The What and Why of the Supply Chain in 6 Steps

The What and Why of the Supply Chain in 6 Steps 2020 - Negosentro

Negosentro| The What and Why of the Supply Chain in 6 Steps |Every business depends on a supply chain in order to have the supplies they need to operate or the products they need to sell to consumers. Arranging a supply chain is therefore a crucial part of any business, but a supply chain is characterized by its multiple steps, each of which is a business in its own right. The businesses you’ll be interacting with depends on which step in the supply chain your own business represents. Here’s what you need to know.


The standard model for a supply line entails a manufacturer, a distributor and/or wholesaler, and a retailer. On the other hand, the MRO supply chain caters to businesses in need of parts and maintenance. Every business depends on a supply chain of some sort, including office buildings that require pens, paper, and other supplies in order to remain in operation. For the purposes of discussing supply chains, restaurants can also be considered retail businesses, and agriculture can be considered a form of manufacturing.


Manufacturing is the process of producing products from raw materials, and this forms the foundation of the supply chain. Manufacturing often takes place in factories in which automated processes do much of the heavy lifting. Occasionally, human workers will have a role to play in assembling parts, but the majority of labor on the part of workers is that of maintenance. For this reason, manufacturers also depend on a supply chain of their own. Likewise, a manufacturer may sometimes produce parts instead of whole products. There are myriad manufacturers that produce a wide variety of products and parts to meet any needs, each of which sells those products to other businesses at an affordable cost.


Distribution is the process by which products are purchased from manufacturers and sold to wholesalers and retailers. This part of the supply chain can be circumvented in order to save some money, but relying on distributors and wholesalers is common practice because of the concept of “value added” resale. This kind of resale entails providing additional services or other benefits in addition to simply selling the products to the next business in the chain. The value added varies on a case by case basis, but it tends to benefit the buyer and justifies the distributor making a profit by reselling products from a manufacturer to a retailer or wholesaler.

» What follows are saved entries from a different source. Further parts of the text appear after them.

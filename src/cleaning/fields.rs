// src/cleaning/fields.rs
//
// One normalizer per listing field. Each takes the raw text (possibly absent)
// and returns the typed value or `None`; none of them can fail or panic.
// Every normalizer is idempotent on its own output.

use crate::cities::SUPPORTED_CITIES;
use chrono::Datelike;
use regex::Regex;
use std::sync::LazyLock;

pub const SQFT_PER_ACRE: f64 = 43_560.0;
pub const EARLIEST_YEAR_BUILT: i32 = 1800;

static NUMBER_WITH_UNIT_RE: LazyLock<Regex> = LazyLock::new(|| {
    Regex::new(r"^(\d+(?:\.\d*)?|\.\d+)[a-z.]*$").expect("numeric field regex")
});
static FIRST_NUMBER_RE: LazyLock<Regex> =
    LazyLock::new(|| Regex::new(r"\d+(?:\.\d+)?|\.\d+").expect("first number regex"));
static LEADING_INT_RE: LazyLock<Regex> =
    LazyLock::new(|| Regex::new(r"^\d+").expect("leading integer regex"));
static WHITESPACE_RE: LazyLock<Regex> =
    LazyLock::new(|| Regex::new(r"\s+").expect("whitespace regex"));
static COMMA_RUN_RE: LazyLock<Regex> =
    LazyLock::new(|| Regex::new(r"\s*,(?:\s*,)*\s*").expect("comma run regex"));
static SLUG_SEPARATOR_RE: LazyLock<Regex> =
    LazyLock::new(|| Regex::new(r"[\s_]+").expect("slug separator regex"));
static PHONE_RE: LazyLock<Regex> = LazyLock::new(|| {
    Regex::new(r"(?:\+?1[-.\s]?)?(?:\(\d{3}\)\s?|\d{3}[-.])\d{3}[-.]\d{4}").expect("phone regex")
});
static ACRE_UNIT_RE: LazyLock<Regex> =
    LazyLock::new(|| Regex::new(r"(?:\d|\b)ac(?:res?)?\b").expect("acre unit regex"));
static SQFT_UNIT_RE: LazyLock<Regex> = LazyLock::new(|| {
    Regex::new(r"(?:\d|\b)(?:sq\.?\s*f(?:ee)?t|sq|f(?:ee)?t|sf)\b").expect("square foot unit regex")
});
static AGENT_BOILERPLATE_RE: LazyLock<Regex> = LazyLock::new(|| {
    Regex::new(
        r"(?i)contact\s+agent|listing\s+agent:?|listed\s+by:?|courtesy\s+of:?|presented\s+by:?|\bagent:|\bphone:|\boffice:|\bcell:",
    )
    .expect("agent boilerplate regex")
});

/// True when a raw value counts as missing: absent, empty, or only whitespace.
pub fn is_missing(value: Option<&str>) -> bool {
    value.map_or(true, |s| s.trim().is_empty())
}

fn present(value: Option<&str>) -> Option<&str> {
    value.filter(|s| !is_missing(Some(*s)))
}

fn non_negative(value: f64) -> Option<f64> {
    (value.is_finite() && value >= 0.0).then_some(value)
}

/// "$481,999" -> 481999.0. Anything that is not a plain amount once the
/// currency symbol, separators and spaces are gone yields `None`.
pub fn clean_price(value: Option<&str>) -> Option<f64> {
    let raw = present(value)?;
    let cleaned: String = raw
        .chars()
        .filter(|c| !matches!(c, '$' | ',') && !c.is_whitespace())
        .collect();
    if !cleaned.bytes().all(|b| b.is_ascii_digit() || b == b'.') {
        return None;
    }
    cleaned.parse::<f64>().ok().and_then(non_negative)
}

/// Beds, baths and square footage. Thousands separators and a trailing unit
/// word are tolerated ("1,500 sqft", "3 bd").
pub fn clean_numeric_field(value: Option<&str>) -> Option<f64> {
    let raw = present(value)?;
    let cleaned: String = raw
        .to_lowercase()
        .chars()
        .filter(|c| *c != ',' && !c.is_whitespace())
        .collect();
    let caps = NUMBER_WITH_UNIT_RE.captures(&cleaned)?;
    caps[1].parse::<f64>().ok().and_then(non_negative)
}

/// Year built, bounded to 1800 ..= next year.
pub fn clean_year_built(value: Option<&str>) -> Option<i32> {
    clean_year_built_as_of(value, chrono::Local::now().year())
}

pub fn clean_year_built_as_of(value: Option<&str>, current_year: i32) -> Option<i32> {
    let raw = present(value)?.trim();
    // Spreadsheet exports store whole years as "1995.0".
    let digits = raw.strip_suffix(".0").unwrap_or(raw);
    let year = digits.parse::<i32>().ok()?;
    (EARLIEST_YEAR_BUILT..=current_year + 1)
        .contains(&year)
        .then_some(year)
}

/// Lot size in acres. "0.10 Ac" -> 0.10, "4356 Sq Ft" -> 0.10, a bare
/// number is taken as acres.
pub fn clean_lot_size(value: Option<&str>) -> Option<f64> {
    let raw = present(value)?.trim().to_lowercase().replace(',', "");
    let number = FIRST_NUMBER_RE.find(&raw)?;
    let amount = number.as_str().parse::<f64>().ok()?;

    let acres = if ACRE_UNIT_RE.is_match(&raw) {
        amount
    } else if SQFT_UNIT_RE.is_match(&raw) {
        amount / SQFT_PER_ACRE
    } else {
        amount
    };
    non_negative(acres)
}

/// Leading space count: "2 Car" -> 2. No leading digit -> `None`.
pub fn clean_garage(value: Option<&str>) -> Option<u32> {
    let raw = present(value)?.trim();
    LEADING_INT_RE.find(raw)?.as_str().parse().ok()
}

/// Collapses whitespace and comma runs, trims trailing punctuation.
pub fn clean_address(value: Option<&str>) -> Option<String> {
    let raw = present(value)?;
    let collapsed = WHITESPACE_RE.replace_all(raw, " ");
    let commas = COMMA_RUN_RE.replace_all(&collapsed, ", ");
    let trimmed = commas
        .trim_start_matches(|c: char| c == ',' || c.is_whitespace())
        .trim_end_matches(|c: char| matches!(c, ',' | '.' | ';' | ':') || c.is_whitespace());
    (!trimmed.is_empty()).then(|| trimmed.to_string())
}

/// Canonical slug: lowercase, trimmed, word separators as '-'.
pub fn clean_city(value: Option<&str>) -> Option<String> {
    let raw = present(value)?.trim().to_lowercase();
    let slug = SLUG_SEPARATOR_RE.replace_all(&raw, "-");
    Some(slug.into_owned())
}

/// Human-readable city name. Known slugs use the lookup table, anything else
/// is title-cased word by word.
pub fn display_city(value: Option<&str>) -> Option<String> {
    let slug = clean_city(value)?;
    let known = SUPPORTED_CITIES.iter().find(|c| {
        c.slug == slug || clean_city(Some(c.display_name)).as_deref() == Some(slug.as_str())
    });
    if let Some(city) = known {
        return Some(city.display_name.to_string());
    }

    let words: Vec<String> = slug
        .split('-')
        .filter(|w| !w.is_empty())
        .map(|word| {
            let mut chars = word.chars();
            let Some(first) = chars.next() else {
                return String::new();
            };
            // Only the first char of a multi-char uppercase form stays capital ("ß" -> "Ss").
            let mut upper = first.to_uppercase();
            upper
                .next()
                .into_iter()
                .chain(upper.flat_map(char::to_lowercase))
                .chain(chars)
                .collect()
        })
        .collect();
    (!words.is_empty()).then(|| words.join(" "))
}

/// Strips "Contact Agent", phone numbers and stray labels, leaving the name.
pub fn clean_agent(value: Option<&str>) -> Option<String> {
    let mut current = present(value)?.to_string();
    // Strip until nothing else matches.
    loop {
        let without_phones = PHONE_RE.replace_all(&current, " ");
        let stripped = AGENT_BOILERPLATE_RE.replace_all(&without_phones, " ");
        let next = WHITESPACE_RE.replace_all(&stripped, " ").into_owned();
        if next == current {
            break;
        }
        current = next;
    }

    let name = current.trim_matches(|c: char| {
        c.is_whitespace() || matches!(c, '|' | ',' | '-' | ':' | '/' | '.' | '•')
    });
    (!name.is_empty()).then(|| name.to_string())
}

#[cfg(test)]
mod tests {
    use super::*;

    #[test]
    fn test_is_missing() {
        assert!(is_missing(None));
        assert!(is_missing(Some("")));
        assert!(is_missing(Some("   \t")));
        assert!(!is_missing(Some("0")));
    }

    #[test]
    fn test_clean_price() {
        assert_eq!(clean_price(Some("$481,999")), Some(481999.0));
        assert_eq!(clean_price(Some("$1,234,567")), Some(1234567.0));
        assert_eq!(clean_price(Some(" 300000 ")), Some(300000.0));
        assert_eq!(clean_price(Some("Call for price")), None);
        assert_eq!(clean_price(Some("-5")), None);
        assert_eq!(clean_price(Some("inf")), None);
        assert_eq!(clean_price(Some("")), None);
        assert_eq!(clean_price(None), None);
    }

    #[test]
    fn test_clean_numeric_field() {
        assert_eq!(clean_numeric_field(Some("1,252")), Some(1252.0));
        assert_eq!(clean_numeric_field(Some("3")), Some(3.0));
        assert_eq!(clean_numeric_field(Some("2.5 ba")), Some(2.5));
        assert_eq!(clean_numeric_field(Some("1,500 Sq. Ft.")), Some(1500.0));
        assert_eq!(clean_numeric_field(Some("-1")), None);
        assert_eq!(clean_numeric_field(Some("N/A")), None);
        assert_eq!(clean_numeric_field(Some("")), None);
    }

    #[test]
    fn test_clean_year_built() {
        assert_eq!(clean_year_built_as_of(Some("1919"), 2025), Some(1919));
        assert_eq!(clean_year_built_as_of(Some("2024"), 2025), Some(2024));
        assert_eq!(clean_year_built_as_of(Some("2026"), 2025), Some(2026));
        assert_eq!(clean_year_built_as_of(Some("2027"), 2025), None);
        assert_eq!(clean_year_built_as_of(Some("1995.0"), 2025), Some(1995));
        assert_eq!(clean_year_built_as_of(Some("1799"), 2025), None);
        assert_eq!(clean_year_built_as_of(Some("new"), 2025), None);
        assert_eq!(clean_year_built(Some("")), None);
        assert_eq!(clean_year_built(Some("1919")), Some(1919));
    }

    #[test]
    fn test_clean_lot_size() {
        assert_eq!(clean_lot_size(Some("0.10 Ac")), Some(0.10));
        assert_eq!(clean_lot_size(Some("4356 Sq Ft")), Some(0.10));
        assert_eq!(clean_lot_size(Some("43,560 sq ft")), Some(1.0));
        assert_eq!(clean_lot_size(Some("1.5 Acres")), Some(1.5));
        assert_eq!(clean_lot_size(Some("0.25")), Some(0.25));
        assert_eq!(clean_lot_size(Some("1.5acres")), Some(1.5));
        assert_eq!(clean_lot_size(Some("8,712 sq. ft.")), Some(0.2));
        assert_eq!(clean_lot_size(Some("5,000 sq ft backyard")), Some(5000.0 / SQFT_PER_ACRE));
        assert_eq!(clean_lot_size(Some("none")), None);
        assert_eq!(clean_lot_size(Some("")), None);
    }

    #[test]
    fn test_clean_garage() {
        assert_eq!(clean_garage(Some("2 Car")), Some(2));
        assert_eq!(clean_garage(Some("2")), Some(2));
        assert_eq!(clean_garage(Some(" 3 ")), Some(3));
        assert_eq!(clean_garage(Some("Garage: 2")), None);
        assert_eq!(clean_garage(Some("")), None);
        assert_eq!(clean_garage(None), None);
    }

    #[test]
    fn test_clean_address() {
        assert_eq!(
            clean_address(Some("  123  Main St ,, Provo,  UT 84601, ")).as_deref(),
            Some("123 Main St, Provo, UT 84601")
        );
        assert_eq!(
            clean_address(Some("456 N 100 W, , , Orem.")).as_deref(),
            Some("456 N 100 W, Orem")
        );
        assert_eq!(clean_address(Some(" , ,")), None);
        assert_eq!(clean_address(Some("")), None);
    }

    #[test]
    fn test_clean_city_and_display() {
        assert_eq!(clean_city(Some("salt-lake-city")).as_deref(), Some("salt-lake-city"));
        assert_eq!(clean_city(Some("  Provo ")).as_deref(), Some("provo"));
        assert_eq!(clean_city(Some("Salt Lake City")).as_deref(), Some("salt-lake-city"));
        assert_eq!(display_city(Some("salt-lake-city")).as_deref(), Some("Salt Lake City"));
        assert_eq!(display_city(Some("west-valley")).as_deref(), Some("West Valley City"));
        assert_eq!(display_city(Some("park-city")).as_deref(), Some("Park City"));
        assert_eq!(display_city(Some("straße")).as_deref(), Some("Straße"));
        assert_eq!(display_city(Some(" -ß")).as_deref(), Some("Ss"));
        assert_eq!(display_city(Some(" ")), None);
    }

    #[test]
    fn test_clean_agent() {
        assert_eq!(
            clean_agent(Some("Contact Agent John Doe 801-555-1234")).as_deref(),
            Some("John Doe")
        );
        assert_eq!(
            clean_agent(Some("Listing Agent: Jane Smith | (385) 555-0199")).as_deref(),
            Some("Jane Smith")
        );
        assert_eq!(clean_agent(Some("Courtesy of Amy Lee")).as_deref(), Some("Amy Lee"));
        assert_eq!(clean_agent(Some("Contact Agent 801-555-1234")), None);
        assert_eq!(clean_agent(Some("   ")), None);
        assert_eq!(clean_agent(None), None);
    }

    #[test]
    fn test_normalizers_are_idempotent() {
        let prices = ["$481,999", "Call", "", "12.5"];
        for raw in prices {
            let once = clean_price(Some(raw));
            let twice = clean_price(once.map(|v| v.to_string()).as_deref());
            assert_eq!(once, twice, "price {raw:?}");
        }

        let counts = ["1,500 sqft", "3", "2.5 ba", "x"];
        for raw in counts {
            let once = clean_numeric_field(Some(raw));
            let twice = clean_numeric_field(once.map(|v| v.to_string()).as_deref());
            assert_eq!(once, twice, "numeric {raw:?}");
        }

        let years = ["1919", "1799", "1995.0"];
        for raw in years {
            let once = clean_year_built(Some(raw));
            let twice = clean_year_built(once.map(|v| v.to_string()).as_deref());
            assert_eq!(once, twice, "year {raw:?}");
        }

        let lots = ["0.10 Ac", "4356 Sq Ft", "2", "none", "5,000 sq ft backyard"];
        for raw in lots {
            let once = clean_lot_size(Some(raw));
            let twice = clean_lot_size(once.map(|v| v.to_string()).as_deref());
            assert_eq!(once, twice, "lot {raw:?}");
        }

        let garages = ["2 Car", "", "Garage"];
        for raw in garages {
            let once = clean_garage(Some(raw));
            let twice = clean_garage(once.map(|v| v.to_string()).as_deref());
            assert_eq!(once, twice, "garage {raw:?}");
        }

        let addresses = ["a, , , b", " 12 Elm ,, Lehi. ", ",,"];
        for raw in addresses {
            let once = clean_address(Some(raw));
            assert_eq!(clean_address(once.as_deref()), once, "address {raw:?}");
        }

        let cities = ["Salt Lake City", " provo ", "west_jordan", " -ß", "ßandy"];
        for raw in cities {
            let slug = clean_city(Some(raw));
            assert_eq!(clean_city(slug.as_deref()), slug, "city {raw:?}");
            let shown = display_city(Some(raw));
            assert_eq!(display_city(shown.as_deref()), shown, "display {raw:?}");
        }

        let agents = [
            "Contact Agent John Doe 801-555-1234",
            "Listed by: Amy | 801.555.0000",
            "Contact Agent",
        ];
        for raw in agents {
            let once = clean_agent(Some(raw));
            assert_eq!(clean_agent(once.as_deref()), once, "agent {raw:?}");
        }
    }
}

Wholesalers are similar to distributors in that they can be considered “middlemen” in the supply chain by virtue of not producing products or interacting with consumers. However, there are differences between the two that are worth consideration. For instance, wholesalers tend to take advantage of two key principles, namely buying in bulk for a discount and buying from a variety of distributors. This means that wholesalers tend to have larger and more varied inventories, making them ideal for supermarkets that tend to tell an assortment of very different products and in large amounts. For these reasons, wholesalers tend to be more beneficial than distributors for certain businesses.


Retail is the process of selling products to consumers, and this type of business is the most well known step of the supply chain. Retailers can buy products directly from manufacturers, which can be an ideal setup for small businesses buying locally. However, many depend on distributors and wholesalers for convenience and to get more bang for their buck, so to speak.

Arranging a Supply Chain

The supply chain of any business consists of multiple steps, but the business in question only has so much agency in the matter. For example, a retailer can choose where their stock comes from, but only insofar as choosing the distributor or wholesaler they buy from. Choosing a supply chain depends on finding a reliable source for your goods and knowing when to order your goods in order to get the most for your money and avoid running out of stock.

The supply chain is the backbone of commerce, as no one business can do it all. Finding the right partners for your supply chain requires some research and planning, but these tips have given you the tools to get started.